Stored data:
----------

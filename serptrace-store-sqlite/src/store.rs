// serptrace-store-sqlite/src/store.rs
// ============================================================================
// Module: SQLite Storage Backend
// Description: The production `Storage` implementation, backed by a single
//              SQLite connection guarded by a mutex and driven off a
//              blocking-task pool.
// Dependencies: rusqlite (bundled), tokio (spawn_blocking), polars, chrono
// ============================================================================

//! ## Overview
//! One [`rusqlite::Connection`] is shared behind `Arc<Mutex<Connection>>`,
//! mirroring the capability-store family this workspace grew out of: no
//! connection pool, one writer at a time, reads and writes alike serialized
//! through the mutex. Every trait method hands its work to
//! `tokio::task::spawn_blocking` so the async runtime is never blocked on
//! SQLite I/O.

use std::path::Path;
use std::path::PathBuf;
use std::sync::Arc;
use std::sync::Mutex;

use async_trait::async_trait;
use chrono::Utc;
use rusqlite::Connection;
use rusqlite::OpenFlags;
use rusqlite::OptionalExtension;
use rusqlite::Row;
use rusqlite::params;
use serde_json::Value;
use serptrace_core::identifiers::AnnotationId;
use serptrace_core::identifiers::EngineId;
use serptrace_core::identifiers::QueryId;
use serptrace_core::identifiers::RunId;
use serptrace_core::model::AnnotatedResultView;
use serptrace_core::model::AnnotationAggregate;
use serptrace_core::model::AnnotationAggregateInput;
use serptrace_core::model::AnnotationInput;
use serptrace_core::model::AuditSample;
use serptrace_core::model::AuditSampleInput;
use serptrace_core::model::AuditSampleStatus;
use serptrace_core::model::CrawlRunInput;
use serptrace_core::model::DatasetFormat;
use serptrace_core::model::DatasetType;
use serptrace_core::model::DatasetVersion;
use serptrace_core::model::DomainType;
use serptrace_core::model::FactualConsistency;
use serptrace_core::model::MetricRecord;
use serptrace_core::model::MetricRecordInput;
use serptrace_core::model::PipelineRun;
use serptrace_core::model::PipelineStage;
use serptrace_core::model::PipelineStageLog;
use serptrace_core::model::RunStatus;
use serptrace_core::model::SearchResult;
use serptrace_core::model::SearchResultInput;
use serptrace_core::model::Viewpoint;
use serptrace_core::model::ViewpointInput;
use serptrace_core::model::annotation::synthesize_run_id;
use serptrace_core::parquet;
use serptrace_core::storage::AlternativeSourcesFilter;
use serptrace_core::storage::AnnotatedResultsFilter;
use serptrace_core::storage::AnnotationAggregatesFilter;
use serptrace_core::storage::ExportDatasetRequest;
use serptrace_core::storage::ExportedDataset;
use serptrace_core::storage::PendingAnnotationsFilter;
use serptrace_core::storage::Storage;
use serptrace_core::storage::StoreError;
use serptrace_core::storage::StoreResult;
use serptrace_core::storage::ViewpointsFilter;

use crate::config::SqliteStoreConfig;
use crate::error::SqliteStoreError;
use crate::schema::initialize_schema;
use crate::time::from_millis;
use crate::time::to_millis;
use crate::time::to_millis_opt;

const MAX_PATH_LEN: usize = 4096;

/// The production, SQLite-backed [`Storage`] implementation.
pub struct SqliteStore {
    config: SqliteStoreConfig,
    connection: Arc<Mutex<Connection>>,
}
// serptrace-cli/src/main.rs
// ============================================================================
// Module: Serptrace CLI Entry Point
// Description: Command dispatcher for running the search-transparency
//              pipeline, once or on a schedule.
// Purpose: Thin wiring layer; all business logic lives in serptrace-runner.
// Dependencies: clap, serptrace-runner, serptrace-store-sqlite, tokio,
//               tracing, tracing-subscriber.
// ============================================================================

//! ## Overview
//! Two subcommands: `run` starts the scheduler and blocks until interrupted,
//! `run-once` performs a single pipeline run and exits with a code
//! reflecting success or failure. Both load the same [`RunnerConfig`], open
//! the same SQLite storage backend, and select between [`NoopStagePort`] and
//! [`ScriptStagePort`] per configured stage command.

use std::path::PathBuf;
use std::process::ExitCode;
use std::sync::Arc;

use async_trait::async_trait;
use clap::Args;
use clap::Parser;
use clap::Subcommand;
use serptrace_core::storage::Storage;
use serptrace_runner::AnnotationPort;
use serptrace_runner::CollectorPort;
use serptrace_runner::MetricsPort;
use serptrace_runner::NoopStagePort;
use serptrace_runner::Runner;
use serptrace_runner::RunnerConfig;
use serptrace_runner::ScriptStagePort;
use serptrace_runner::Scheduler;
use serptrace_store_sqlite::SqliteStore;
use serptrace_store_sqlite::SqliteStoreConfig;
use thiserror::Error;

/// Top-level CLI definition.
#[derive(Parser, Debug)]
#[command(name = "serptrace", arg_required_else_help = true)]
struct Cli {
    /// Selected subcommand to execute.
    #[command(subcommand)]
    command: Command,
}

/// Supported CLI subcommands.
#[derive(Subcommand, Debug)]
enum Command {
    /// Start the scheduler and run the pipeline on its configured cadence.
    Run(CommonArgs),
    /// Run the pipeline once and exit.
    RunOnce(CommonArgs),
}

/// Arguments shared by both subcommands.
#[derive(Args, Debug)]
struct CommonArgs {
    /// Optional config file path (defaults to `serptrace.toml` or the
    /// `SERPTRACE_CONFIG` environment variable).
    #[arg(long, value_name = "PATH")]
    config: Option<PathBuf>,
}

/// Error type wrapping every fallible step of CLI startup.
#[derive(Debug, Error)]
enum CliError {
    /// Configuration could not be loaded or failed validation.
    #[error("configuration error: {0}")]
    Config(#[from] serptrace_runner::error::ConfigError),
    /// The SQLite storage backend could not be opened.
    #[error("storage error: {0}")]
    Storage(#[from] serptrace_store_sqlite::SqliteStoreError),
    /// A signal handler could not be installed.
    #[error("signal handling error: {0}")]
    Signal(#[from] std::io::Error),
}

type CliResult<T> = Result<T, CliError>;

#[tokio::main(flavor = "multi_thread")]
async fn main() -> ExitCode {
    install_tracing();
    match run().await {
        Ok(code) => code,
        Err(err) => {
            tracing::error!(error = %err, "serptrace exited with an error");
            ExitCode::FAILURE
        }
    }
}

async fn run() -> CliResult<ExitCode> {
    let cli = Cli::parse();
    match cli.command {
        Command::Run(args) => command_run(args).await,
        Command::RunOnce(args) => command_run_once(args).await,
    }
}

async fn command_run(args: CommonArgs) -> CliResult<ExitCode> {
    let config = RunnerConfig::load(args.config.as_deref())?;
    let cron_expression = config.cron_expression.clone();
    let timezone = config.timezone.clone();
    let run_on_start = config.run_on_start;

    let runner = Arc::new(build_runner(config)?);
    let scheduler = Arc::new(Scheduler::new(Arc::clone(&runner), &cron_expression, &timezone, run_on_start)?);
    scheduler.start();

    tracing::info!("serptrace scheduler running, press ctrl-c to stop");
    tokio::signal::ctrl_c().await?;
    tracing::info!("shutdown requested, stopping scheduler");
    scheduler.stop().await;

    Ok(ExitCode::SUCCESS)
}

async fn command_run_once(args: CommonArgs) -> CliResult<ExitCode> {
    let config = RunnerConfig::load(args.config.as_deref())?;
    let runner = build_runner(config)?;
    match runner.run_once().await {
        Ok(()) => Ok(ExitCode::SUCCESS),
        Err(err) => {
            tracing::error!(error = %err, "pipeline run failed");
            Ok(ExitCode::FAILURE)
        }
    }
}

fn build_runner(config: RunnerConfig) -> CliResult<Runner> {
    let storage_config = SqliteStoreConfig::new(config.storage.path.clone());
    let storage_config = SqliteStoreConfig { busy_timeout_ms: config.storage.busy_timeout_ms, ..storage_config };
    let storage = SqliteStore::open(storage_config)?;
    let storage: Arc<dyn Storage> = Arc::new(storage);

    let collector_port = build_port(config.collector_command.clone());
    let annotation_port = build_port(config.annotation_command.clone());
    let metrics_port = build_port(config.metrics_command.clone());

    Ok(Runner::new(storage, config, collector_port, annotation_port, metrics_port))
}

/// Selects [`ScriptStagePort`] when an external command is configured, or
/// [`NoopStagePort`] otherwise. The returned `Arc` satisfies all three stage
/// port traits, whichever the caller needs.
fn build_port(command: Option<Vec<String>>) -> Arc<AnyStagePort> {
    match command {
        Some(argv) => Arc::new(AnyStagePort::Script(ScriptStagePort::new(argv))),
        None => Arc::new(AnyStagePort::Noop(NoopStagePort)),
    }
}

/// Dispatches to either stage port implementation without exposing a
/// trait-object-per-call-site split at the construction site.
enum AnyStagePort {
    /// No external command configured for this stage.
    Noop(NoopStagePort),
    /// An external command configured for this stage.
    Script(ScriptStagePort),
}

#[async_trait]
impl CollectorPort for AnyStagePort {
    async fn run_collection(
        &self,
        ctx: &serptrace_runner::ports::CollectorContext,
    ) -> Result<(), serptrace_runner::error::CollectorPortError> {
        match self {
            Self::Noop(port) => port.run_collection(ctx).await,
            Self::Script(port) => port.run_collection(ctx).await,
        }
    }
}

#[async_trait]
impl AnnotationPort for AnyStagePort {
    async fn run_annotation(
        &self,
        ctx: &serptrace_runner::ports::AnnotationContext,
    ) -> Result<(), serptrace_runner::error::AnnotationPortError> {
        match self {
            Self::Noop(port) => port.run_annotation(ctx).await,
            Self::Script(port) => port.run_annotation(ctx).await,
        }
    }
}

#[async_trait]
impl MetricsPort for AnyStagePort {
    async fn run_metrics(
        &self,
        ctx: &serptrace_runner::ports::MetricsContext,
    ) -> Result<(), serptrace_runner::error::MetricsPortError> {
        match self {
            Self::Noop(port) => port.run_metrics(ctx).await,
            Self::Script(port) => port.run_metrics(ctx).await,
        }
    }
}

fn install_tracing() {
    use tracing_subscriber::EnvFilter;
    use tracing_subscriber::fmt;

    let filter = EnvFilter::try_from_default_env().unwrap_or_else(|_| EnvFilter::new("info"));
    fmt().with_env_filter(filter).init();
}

----------

Each line in the entries above, starting at the line with "use rusqlite::Connection;" and ending at the line with "use serptrace_core::model::DatasetType;", is to be printed exactly, and only those lines.

use rusqlite::Connection;
use rusqlite::OpenFlags;
use rusqlite::OptionalExtension;
use rusqlite::Row;
use rusqlite::params;
use serde_json::Value;
use serptrace_core::identifiers::AnnotationId;
use serptrace_core::identifiers::EngineId;
use serptrace_core::identifiers::QueryId;
use serptrace_core::identifiers::RunId;
use serptrace_core::model::AnnotatedResultView;
use serptrace_core::model::AnnotationAggregate;
use serptrace_core::model::AnnotationAggregateInput;
use serptrace_core::model::AnnotationInput;
use serptrace_core::model::AuditSample;
use serptrace_core::model::AuditSampleInput;
use serptrace_core::model::AuditSampleStatus;
use serptrace_core::model::CrawlRunInput;
use serptrace_core::model::DatasetFormat;
use serptrace_core::model::DatasetType;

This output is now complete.